There is a long history of hope that if only some organizational structure is tweaked and better funded, NIH will be able to produce cures on demand – especially with respect to cancer. In 1936, every Senator in Congress signed legislation to create a National Cancer Institute.
Helen Wilson, who with husband Luke had donated a portion of their Bethesda, Maryland, property to NIH, witnessed passage of that act three days after Luke’s death of bladder cancer. Helen then donated an additional 10.5 acres for NCI laboratories. Members of Congress and the Wilson family had great hope that research in this new institute would mean the end of cancer.
Steady progress to understand cancer was indeed made, culminating in the 1950s in an effective therapy against a single type of solid tumor and against childhood leukemia. These achievements spurred more hope that soon all cancer might be cured.
In the 1970s, philanthropist Mary Lasker, widow of public relations tycoon Albert Lasker, began lobbying for a “war on cancer,” to ensure that NCI’s research would be targeted towards producing cures from the decades of basic research. The 1971 National Cancer Act provided a huge increase in funding for cancer.
One line of the basic research funded by the act subsequently underlays recognition of a retrovirus as the cause of AIDS. In recent years, with the rise of genetic studies and the development of the HPV vaccine, there have been important advances against cancer, but no cures for all cancers have yet been found.
For families like Biden’s, who have lost loved ones to cancer, the hope of sparing other families such grief spurs them to seek some mechanism to make it happen faster. The creation of a new administrative component at NIH may seem like a helpful mechanism.

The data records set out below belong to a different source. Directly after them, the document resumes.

use chrono::{DateTime, NaiveDate, Utc};
use serde::{Deserialize, Serialize};
use serde_json::Value;
use std::fmt;
use std::str::FromStr;

use crate::error::ResearchError;

/// Execution mode for one analysis request.
#[derive(Debug, Clone, Copy, PartialEq, Eq, Default, Serialize, Deserialize)]
#[serde(rename_all = "kebab-case")]
pub enum AnalysisMode {
    #[default]
    Full,
    CachedOnly,
    MetricsOnly,
    Deferred,
}

impl AnalysisMode {
    /// Whether the synchronous path runs the LLM.
    pub fn runs_llm(&self) -> bool {
        matches!(self, AnalysisMode::Full)
    }

    pub fn as_str(&self) -> &'static str {
        match self {
            AnalysisMode::Full => "full",
            AnalysisMode::CachedOnly => "cached-only",
            AnalysisMode::MetricsOnly => "metrics-only",
            AnalysisMode::Deferred => "deferred",
        }
    }
}

impl FromStr for AnalysisMode {
    type Err = ResearchError;

    fn from_str(s: &str) -> Result<Self, Self::Err> {
        match s.trim().to_lowercase().replace('_', "-").as_str() {
            "" | "full" => Ok(AnalysisMode::Full),
            "cached-only" => Ok(AnalysisMode::CachedOnly),
            "metrics-only" => Ok(AnalysisMode::MetricsOnly),
            "deferred" => Ok(AnalysisMode::Deferred),
            other => Err(ResearchError::Validation(format!(
                "unknown mode: {other}"
            ))),
        }
    }
}

impl fmt::Display for AnalysisMode {
    fn fmt(&self, f: &mut fmt::Formatter<'_>) -> fmt::Result {
        f.write_str(self.as_str())
    }
}

/// Identity of one analysis request. All cache keys derive from it.
#[derive(Debug, Clone, PartialEq, Eq, Hash, Serialize, Deserialize)]
pub struct RequestKey {
    pub ticker: String,
    pub baseline_date: NaiveDate,
    pub model_variant: String,
}

impl RequestKey {
    pub fn new(ticker: &str, baseline_date: NaiveDate, model_variant: impl Into<String>) -> Self {
        Self {
            ticker: ticker.trim().to_uppercase(),
            baseline_date,
            model_variant: model_variant.into(),
        }
    }
}

/// `<model>__full`: bundle where the LLM step ran.
pub fn variant_full(model: &str) -> String {
    format!("{model}__full")
}

/// `<model>__metrics`: bundle assembled without a synchronous LLM call.
pub fn variant_metrics(model: &str) -> String {
    format!("{model}__metrics")
}

/// The request echo embedded in every bundle.
#[derive(Debug, Clone, Serialize, Deserialize)]
pub struct RequestInput {
    pub ticker: String,
    pub date: NaiveDate,
    pub mode: AnalysisMode,
    pub model: String,
}

/// One EOD bar.
#[derive(Debug, Clone, Serialize, Deserialize)]
pub struct Bar {
    pub date: NaiveDate,
    pub open: f64,
    pub high: f64,
    pub low: f64,
    pub close: f64,
    pub volume: f64,
}

/// Hot quote kept in the process cache and used to enrich price meta.
#[derive(Debug, Clone, Serialize, Deserialize)]
pub struct QuoteSnapshot {
    pub symbol: String,
    pub price: f64,
    #[serde(default)]
    pub change_pct: Option<f64>,
    #[serde(default)]
    pub open: Option<f64>,
    #[serde(default)]
    pub day_high: Option<f64>,
    #[serde(default)]
    pub day_low: Option<f64>,
    #[serde(default)]
    pub previous_close: Option<f64>,
    #[serde(default)]
    pub year_high: Option<f64>,
    #[serde(default)]
    pub year_low: Option<f64>,
    #[serde(default)]
    pub ma50: Option<f64>,
    #[serde(default)]
    pub ma200: Option<f64>,
    #[serde(default)]
    pub market_cap: Option<f64>,
    #[serde(default)]
    pub extended: Option<bool>,
    pub as_of: DateTime<Utc>,
}

#[derive(Debug, Clone, Copy, PartialEq, Eq, Serialize, Deserialize)]
pub enum PriceKind {
    #[serde(rename = "real-time")]
    RealTime,
    #[serde(rename = "historical")]
    Historical,
}

/// Where the reference price came from and what it covers.
/// Invariant: `kind == Historical` iff the baseline date is in the past.
#[derive(Debug, Clone, Serialize, Deserialize)]
pub struct PriceMeta {
    pub value: Option<f64>,
    pub as_of: String,
    pub source: String,
    pub kind: PriceKind,
    #[serde(default, skip_serializing_if = "Option::is_none")]
    pub extended: Option<bool>,
    #[serde(default)]
    pub year_high: Option<f64>,
    #[serde(default)]
    pub year_low: Option<f64>,
    #[serde(default)]
    pub ma50: Option<f64>,
    #[serde(default)]
    pub ma200: Option<f64>,
    #[serde(default, skip_serializing_if = "Option::is_none")]
    pub intraday: Option<IntradayRange>,
    #[serde(default)]
    pub market_cap: Option<f64>,
}

#[derive(Debug, Clone, Serialize, Deserialize)]
pub struct IntradayRange {
    pub open: Option<f64>,
    pub high: Option<f64>,
    pub low: Option<f64>,
    pub previous_close: Option<f64>,
}

/// Market context block assembled around the reference price.
#[derive(Debug, Clone, Serialize, Deserialize)]
pub struct MarketSummary {
    pub price_meta: PriceMeta,
    #[serde(default)]
    pub name: Option<String>,
    #[serde(default)]
    pub exchange: Option<String>,
    #[serde(default)]
    pub sector: Option<String>,
    #[serde(default)]
    pub industry: Option<String>,
}

/// One regulatory filing as listed by the filings index.
#[derive(Debug, Clone, Serialize, Deserialize)]
pub struct FilingRef {
    pub form: String,
    pub filing_date: NaiveDate,
    #[serde(default)]
    pub report_date: Option<NaiveDate>,
    pub url: String,
    #[serde(default)]
    pub accession: Option<String>,
}

#[derive(Debug, Clone, Copy, PartialEq, Eq, Serialize, Deserialize)]
#[serde(rename_all = "lowercase")]
pub enum SummaryKind {
    Llm,
    Fallback,
}

/// Condensed MD&A narrative for one filing. Only fallback summaries carry the
/// raw excerpt.
#[derive(Debug, Clone, Serialize, Deserialize)]
pub struct FilingSummary {
    pub form: String,
    pub filing_date: NaiveDate,
    #[serde(default)]
    pub report_date: Option<NaiveDate>,
    pub mda_summary: String,
    pub summary_kind: SummaryKind,
    #[serde(default, skip_serializing_if = "Option::is_none")]
    pub mda_excerpt: Option<String>,
}

#[derive(Debug, Clone, Copy, PartialEq, Eq, Serialize, Deserialize)]
#[serde(rename_all = "lowercase")]
pub enum Trend {
    Strong,
    Neutral,
    Weak,
}

impl Trend {
    pub fn label_zh(&self) -> &'static str {
        match self {
            Trend::Strong => "強勢",
            Trend::Neutral => "中性",
            Trend::Weak => "弱勢",
        }
    }
}

#[derive(Debug, Clone, Default, Serialize, Deserialize)]
pub struct WindowReturns {
    pub m3: Option<f64>,
    pub m6: Option<f64>,
    pub m12: Option<f64>,
}

#[derive(Debug, Clone, Default, Serialize, Deserialize)]
pub struct MovingAverages {
    pub sma20: Option<f64>,
    pub sma50: Option<f64>,
    pub sma200: Option<f64>,
}

#[derive(Debug, Clone, Default, Serialize, Deserialize)]
pub struct PriceVsMa {
    pub above_sma50: Option<bool>,
    pub above_sma200: Option<bool>,
}

#[derive(Debug, Clone, Serialize, Deserialize)]
pub struct EtfProxy {
    pub symbol: String,
    pub return_3m: Option<f64>,
}

/// Price-momentum technicals over ~1 year of EOD bars.
#[derive(Debug, Clone, Serialize, Deserialize)]
pub struct MomentumMetrics {
    pub score: f64,
    pub trend: Trend,
    pub trend_label: String,
    pub returns: WindowReturns,
    pub moving_averages: MovingAverages,
    pub rsi14: Option<f64>,
    pub atr14: Option<f64>,
    pub volume_ratio: Option<f64>,
    pub price_vs_ma: PriceVsMa,
    #[serde(default, skip_serializing_if = "Option::is_none")]
    pub etf: Option<EtfProxy>,
    pub reference_date: NaiveDate,
}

In the long run, however, the best way to support HOPE@NIH on Francis Collins’s lapel is simply to increase funding support for the biomedical research across the nation that’s overseen by NIH and allow the peer-review process to work its magic in finding the most promising basic research in which to invest.
Victoria A. Harden, PhD, is founding director, emerita, Office of NIH History and Stetten Museum, US National Institutes of Health. She is the author of AIDS at 30: A History.